Chapitre II. Détails sur Pylade et Bathylle

On trouve dans le caractère particulier de chacun de ces deux hommes célèbres la cause première de la diversité de leurs compositions, et celle de leur sort, si différent l’un de l’autre, pendant tout le cours de leur vie. J’entre dans cet examen, parce qu’il peut être utile à l’Art et servir de leçon aux Artistes.

Pylade était impétueux, brusque et fier. Toujours occupé d’idées nobles, la tête remplie des actions les plus belles de l’Antiquité, son penchant devait nécessairement tourner son génie vers les plus grands tableaux, dont son imagination était sans cesse frappée.

Comme il ne sortait d’une composition, que pour se plonger dans un nouvel enthousiasme ; lorsque ses yeux s’ouvraient sur les objets dont il était entouré, ils lui semblaient si petits, qu’il les apercevait à peine. Aussi parlait-il à ses Camarades comme à des sujets, au Public assemblé comme à une armée dont il aurait été le Général, à l’Empereur lui-même, comme s’il n’eût été qu’un homme.

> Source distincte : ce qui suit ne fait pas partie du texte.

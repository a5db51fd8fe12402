use log::info;
use serde::Serialize;
use crate::config::Geometry;
use crate::error::SimError;
use crate::simulator::{SimulationState, Summary};
use crate::trace::AccessRecord;
use super::{is_transpose, TransposeFunction, Workspace};

/// The cache transposes are scored against: 32 sets, direct-mapped, 32 byte lines
pub fn evaluation_geometry() -> Result<Geometry, SimError> {
    Geometry::new(5, 1, 5)
}

/// How a transpose routine fared on one matrix shape
#[derive(Debug, Clone, Eq, PartialEq, Serialize)]
pub struct TransposeScore {
    pub description: String,
    pub m: usize,
    pub n: usize,
    pub correct: bool,
    #[serde(flatten)]
    pub summary: Summary,
}

/// A score together with the accesses it was computed from
#[derive(Debug, Clone)]
pub struct Evaluation {
    pub score: TransposeScore,
    pub accesses: Vec<AccessRecord>,
}

/// Runs a transpose routine on a random `N x M` matrix and scores it
///
/// Every recorded access is replayed, one record per trace line, through a fresh simulator using
/// `evaluation_geometry`. Correctness is checked independently of the cache counts
///
/// # Arguments
///
/// * `function`: The routine to evaluate
/// * `m`: Columns of `A`
/// * `n`: Rows of `A`
/// * `seed`: Seed for the contents of `A`, so runs are repeatable
///
/// returns: Result<Evaluation, SimError>
pub fn evaluate(function: &TransposeFunction, m: usize, n: usize, seed: u64) -> Result<Evaluation, SimError> {
    let mut workspace = Workspace::new(m, n)?;
    workspace.fill_a(&mut fastrand::Rng::with_seed(seed));
    (function.run)(&mut workspace);
    let correct = is_transpose(&workspace);

    let mut state = SimulationState::new(evaluation_geometry()?)?;
    let accesses = workspace.into_accesses();
    for record in &accesses {
        state.apply(record);
    }
    let score = TransposeScore {
        description: function.description.to_string(),
        m,
        n,
        correct,
        summary: *state.summary(),
    };
    info!(
        "{} ({m}x{n}): hits:{} misses:{} evictions:{} correct:{}",
        score.description, score.summary.hits, score.summary.misses, score.summary.evictions, correct
    );
    Ok(Evaluation { score, accesses })
}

Il eut des admirateurs, des partisans, des enthousiastes, et ne pouvait avoir des amis. Son génie, le feu de ses compositions, la vérité de son exécution causaient de l’étonnement, asservissaient les Spectateurs, les entraînaient jusqu’au respect ; mais il était sans intrigue, par conséquent sans cabales. Il ne voyait qu’en grand ; le moyen qu’il se pliât à tous les petits soins qu’exige la Cour. Tout ce qui sentait la bassesse, lui paraissait insupportable ; comment se serait-il ménagé des protecteurs ?

Bathylle avait l’esprit badin, gai, léger, plein de feu, et de jolies saillies. Telles devaient être ses compositions. Ce n’était dans tout ce qu’il exécutait qu’images vives et riantes, que tableaux peints par la main légère des Grâces, dessinés par l’Amour, animés par la volupté. Les traces qui en restaient dans son imagination, rendaient son humeur égale, sa conversation gaie, son commerce facile. Souple, complaisant, adroit, il faisait dans le même temps une révérence profonde, disait un bon mot, et riait d’une plaisanterie qu’on lui adressait ; quoiqu’il sût très bien qu’elle était mauvaise.

Il avait commencé par être Esclave, et avait fait dans cet état son apprentissage de complaisance. Il mérita la faveur de son Maître, parce qu’il avait des talents, de la politesse, de l’esprit. Mécène ne se serait pas laissé séduire par de moindres avantages ; mais pour s’acquérir la bienveillance de la foule des grands Seigneurs, Bathylle avait senti qu’il lui fallait d’autres ressources.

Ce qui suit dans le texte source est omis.